### Source material

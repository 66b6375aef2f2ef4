//! Reference uniqueness under concurrent writers.
//!
//! The generation scheme must hold globally unique references even when
//! several connections race: the sequence claim and the insert share one
//! BEGIN IMMEDIATE transaction, so two writers can never read the same
//! next value. This test runs real threads against one on-disk database,
//! each with its own connection, and checks every reference is distinct.

use ledger_core::{
    config::LedgerConfig,
    ledger::Ledger,
    store::{NewClient, NewContract},
    types::ContractStatus,
    validation::TransactionRequest,
};
use std::collections::HashSet;
use std::thread;

const THREADS: usize = 4;
const DEPOSITS_PER_THREAD: usize = 5;

#[test]
fn concurrent_writers_never_collide_on_references() {
    let dir = tempfile::tempdir().unwrap();
    let path = dir
        .path()
        .join("ledger.db")
        .to_str()
        .unwrap()
        .to_string();

    // Seed the shared database once.
    let (agency, staff, contract) = {
        let ledger = Ledger::open(&path, LedgerConfig::default()).unwrap();
        ledger.migrate().unwrap();
        let db = ledger.store().db();
        let agency = db
            .insert_agency("AG-001", "Agence Douala", Some("Douala"), true)
            .unwrap();
        let staff = db
            .insert_user("caisse@example.cm", "AGENCY_STAFF", Some(agency), true)
            .unwrap();
        let client = db
            .insert_client(&NewClient {
                national_id: "100000000001".into(),
                full_name: "Amina Nkemeni".into(),
                email: None,
                phone: None,
                address: None,
                date_of_birth: None,
                agency_id: agency,
                registration_date: "2026-01-15".into(),
                created_by: None,
            })
            .unwrap();
        let contract = db
            .insert_contract(&NewContract {
                contract_number: "CTR-001".into(),
                client_id: client,
                agency_id: agency,
                contract_type: "SAVINGS".into(),
                amount: 1_000_000.0,
                start_date: None,
                end_date: None,
                status: ContractStatus::Active,
            })
            .unwrap();
        (agency, staff, contract)
    };

    // Every thread gets its own connection to the same file.
    let handles: Vec<_> = (0..THREADS)
        .map(|worker| {
            let path = path.clone();
            thread::spawn(move || {
                let ledger = Ledger::open(&path, LedgerConfig::default()).unwrap();
                for i in 0..DEPOSITS_PER_THREAD {
                    let outcome = ledger
                        .add_transaction(&TransactionRequest {
                            contract_id: Some(contract),
                            txn_type: "DEPOSIT".into(),
                            amount: 1_000.0 + (worker * DEPOSITS_PER_THREAD + i) as f64,
                            agency_id: Some(agency),
                            performed_by: Some(staff),
                            ..Default::default()
                        })
                        .unwrap();
                    assert!(outcome.is_recorded(), "{}", outcome.message());
                }
            })
        })
        .collect();
    for handle in handles {
        handle.join().unwrap();
    }

    let ledger = Ledger::open(&path, LedgerConfig::default()).unwrap();
    let refs = ledger.store().db().all_references().unwrap();
    assert_eq!(refs.len(), THREADS * DEPOSITS_PER_THREAD);

    let distinct: HashSet<&String> = refs.iter().collect();
    assert_eq!(
        distinct.len(),
        refs.len(),
        "every reference must be pairwise distinct"
    );

    // The balance replay sees all committed deposits.
    let total: f64 = (0..THREADS * DEPOSITS_PER_THREAD)
        .map(|n| 1_000.0 + n as f64)
        .sum();
    let balance = ledger.contract_balance(contract).unwrap();
    assert!(
        (balance - total).abs() < 1e-9,
        "expected {total}, got {balance}"
    );
}

#[test]
fn two_handles_on_one_database_interleave_cleanly() {
    let dir = tempfile::tempdir().unwrap();
    let path = dir.path().join("ledger.db").to_str().unwrap().to_string();

    let first = Ledger::open(&path, LedgerConfig::default()).unwrap();
    first.migrate().unwrap();
    let db = first.store().db();
    let agency = db
        .insert_agency("AG-001", "Agence Douala", Some("Douala"), true)
        .unwrap();
    let staff = db
        .insert_user("caisse@example.cm", "AGENCY_STAFF", Some(agency), true)
        .unwrap();
    let client = db
        .insert_client(&NewClient {
            national_id: "100000000001".into(),
            full_name: "Serge Fotso".into(),
            email: None,
            phone: None,
            address: None,
            date_of_birth: None,
            agency_id: agency,
            registration_date: "2026-01-15".into(),
            created_by: None,
        })
        .unwrap();
    let contract = db
        .insert_contract(&NewContract {
            contract_number: "CTR-001".into(),
            client_id: client,
            agency_id: agency,
            contract_type: "SAVINGS".into(),
            amount: 100_000.0,
            start_date: None,
            end_date: None,
            status: ContractStatus::Active,
        })
        .unwrap();

    let second = Ledger::open(&path, LedgerConfig::default()).unwrap();
    let deposit = |ledger: &Ledger, amount: f64| {
        ledger
            .add_transaction(&TransactionRequest {
                contract_id: Some(contract),
                txn_type: "DEPOSIT".into(),
                amount,
                agency_id: Some(agency),
                performed_by: Some(staff),
                ..Default::default()
            })
            .unwrap()
    };

    // Alternate writers; each sees the other's committed sequence bumps.
    let a = deposit(&first, 10_000.0);
    let b = deposit(&second, 20_000.0);
    let c = deposit(&first, 30_000.0);

    let refs: HashSet<String> = [a.reference(), b.reference(), c.reference()]
        .iter()
        .map(|r| r.to_string())
        .collect();
    assert_eq!(refs.len(), 3);
    assert_eq!(second.contract_balance(contract).unwrap(), 60_000.0);
}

######

*Prompt:* Once you have read the data, reproduce all of it exactly.

*Output below:*
repository 66b6375aef2f2ef4
//! Reference uniqueness under concurrent writers.
//!
//! The generation scheme must hold globally unique references even when
//! several connections race: the sequence claim and the insert share one
//! BEGIN IMMEDIATE transaction, so two writers can never read the same
//! next value. This test runs real threads against one on-disk database,
//! each with its own connection, and checks every reference is distinct.

use ledger_core::{
    config::LedgerConfig,
    ledger::Ledger,
    store::{NewClient, NewContract},
    types::ContractStatus,
    validation::TransactionRequest,
};
use std::collections::HashSet;
use std::thread;

const THREADS: usize = 4;
const DEPOSITS_PER_THREAD: usize = 5;

#[test]
fn concurrent_writers_never_collide_on_references() {
    let dir = tempfile::tempdir().unwrap();
    let path = dir
        .path()
        .join("ledger.db")
        .to_str()
        .unwrap()
        .to_string();

    // Seed the shared database once.
    let (agency, staff, contract) = {
        let ledger = Ledger::open(&path, LedgerConfig::default()).unwrap();
        ledger.migrate().unwrap();
        let db = ledger.store().db();
        let agency = db
            .insert_agency("AG-001", "Agence Douala", Some("Douala"), true)
            .unwrap();
        let staff = db
            .insert_user("caisse@example.cm", "AGENCY_STAFF", Some(agency), true)
            .unwrap();
        let client = db
            .insert_client(&NewClient {
                national_id: "100000000001".into(),
                full_name: "Amina Nkemeni".into(),
                email: None,
                phone: None,
                address: None,
                date_of_birth: None,
                agency_id: agency,
                registration_date: "2026-01-15".into(),
                created_by: None,
            })
            .unwrap();
        let contract = db
            .insert_contract(&NewContract {
                contract_number: "CTR-001".into(),
                client_id: client,
                agency_id: agency,
                contract_type: "SAVINGS".into(),
                amount: 1_000_000.0,
                start_date: None,
                end_date: None,
                status: ContractStatus::Active,
            })
            .unwrap();
        (agency, staff, contract)
    };

    // Every thread gets its own connection to the same file.
    let handles: Vec<_> = (0..THREADS)
        .map(|worker| {
            let path = path.clone();
            thread::spawn(move || {
                let ledger = Ledger::open(&path, LedgerConfig::default()).unwrap();
                for i in 0..DEPOSITS_PER_THREAD {
                    let outcome = ledger
                        .add_transaction(&TransactionRequest {
                            contract_id: Some(contract),
                            txn_type: "DEPOSIT".into(),
                            amount: 1_000.0 + (worker * DEPOSITS_PER_THREAD + i) as f64,
                            agency_id: Some(agency),
                            performed_by: Some(staff),
                            ..Default::default()
                        })
                        .unwrap();
                    assert!(outcome.is_recorded(), "{}", outcome.message());
                }
            })
        })
        .collect();
    for handle in handles {
        handle.join().unwrap();
    }

    let ledger = Ledger::open(&path, LedgerConfig::default()).unwrap();
    let refs = ledger.store().db().all_references().unwrap();
    assert_eq!(refs.len(), THREADS * DEPOSITS_PER_THREAD);

    let distinct: HashSet<&String> = refs.iter().collect();
    assert_eq!(
        distinct.len(),
        refs.len(),
        "every reference must be pairwise distinct"
    );

    // The balance replay sees all committed deposits.
    let total: f64 = (0..THREADS * DEPOSITS_PER_THREAD)
        .map(|n| 1_000.0 + n as f64)
        .sum();
    let balance = ledger.contract_balance(contract).unwrap();
    assert!(
        (balance - total).abs() < 1e-9,
        "expected {total}, got {balance}"
    );
}

#[test]
fn two_handles_on_one_database_interleave_cleanly() {
    let dir = tempfile::tempdir().unwrap();
    let path = dir.path().join("ledger.db").to_str().unwrap().to_string();

    let first = Ledger::open(&path, LedgerConfig::default()).unwrap();
    first.migrate().unwrap();
    let db = first.store().db();
    let agency = db
        .insert_agency("AG-001", "Agence Douala", Some("Douala"), true)
        .unwrap();
    let staff = db
        .insert_user("caisse@example.cm", "AGENCY_STAFF", Some(agency), true)
        .unwrap();
    let client = db
        .insert_client(&NewClient {
            national_id: "100000000001".into(),
            full_name: "Serge Fotso".into(),
            email: None,
            phone: None,
            address: None,
            date_of_birth: None,
            agency_id: agency,
            registration_date: "2026-01-15".into(),
            created_by: None,
        })
        .unwrap();
    let contract = db
        .insert_contract(&NewContract {
            contract_number: "CTR-001".into(),
            client_id: client,
            agency_id: agency,
            contract_type: "SAVINGS".into(),
            amount: 100_000.0,
            start_date: None,
            end_date: None,
            status: ContractStatus::Active,
        })
        .unwrap();

    let second = Ledger::open(&path, LedgerConfig::default()).unwrap();
    let deposit = |ledger: &Ledger, amount: f64| {
        ledger
            .add_transaction(&TransactionRequest {
                contract_id: Some(contract),
                txn_type: "DEPOSIT".into(),
                amount,
                agency_id: Some(agency),
                performed_by: Some(staff),
                ..Default::default()
            })
            .unwrap()
    };

    // Alternate writers; each sees the other's committed sequence bumps.
    let a = deposit(&first, 10_000.0);
    let b = deposit(&second, 20_000.0);
    let c = deposit(&first, 30_000.0);

    let refs: HashSet<String> = [a.reference(), b.reference(), c.reference()]
        .iter()
        .map(|r| r.to_string())
        .collect();
    assert_eq!(refs.len(), 3);
    assert_eq!(second.contract_balance(contract).unwrap(), 60_000.0);
}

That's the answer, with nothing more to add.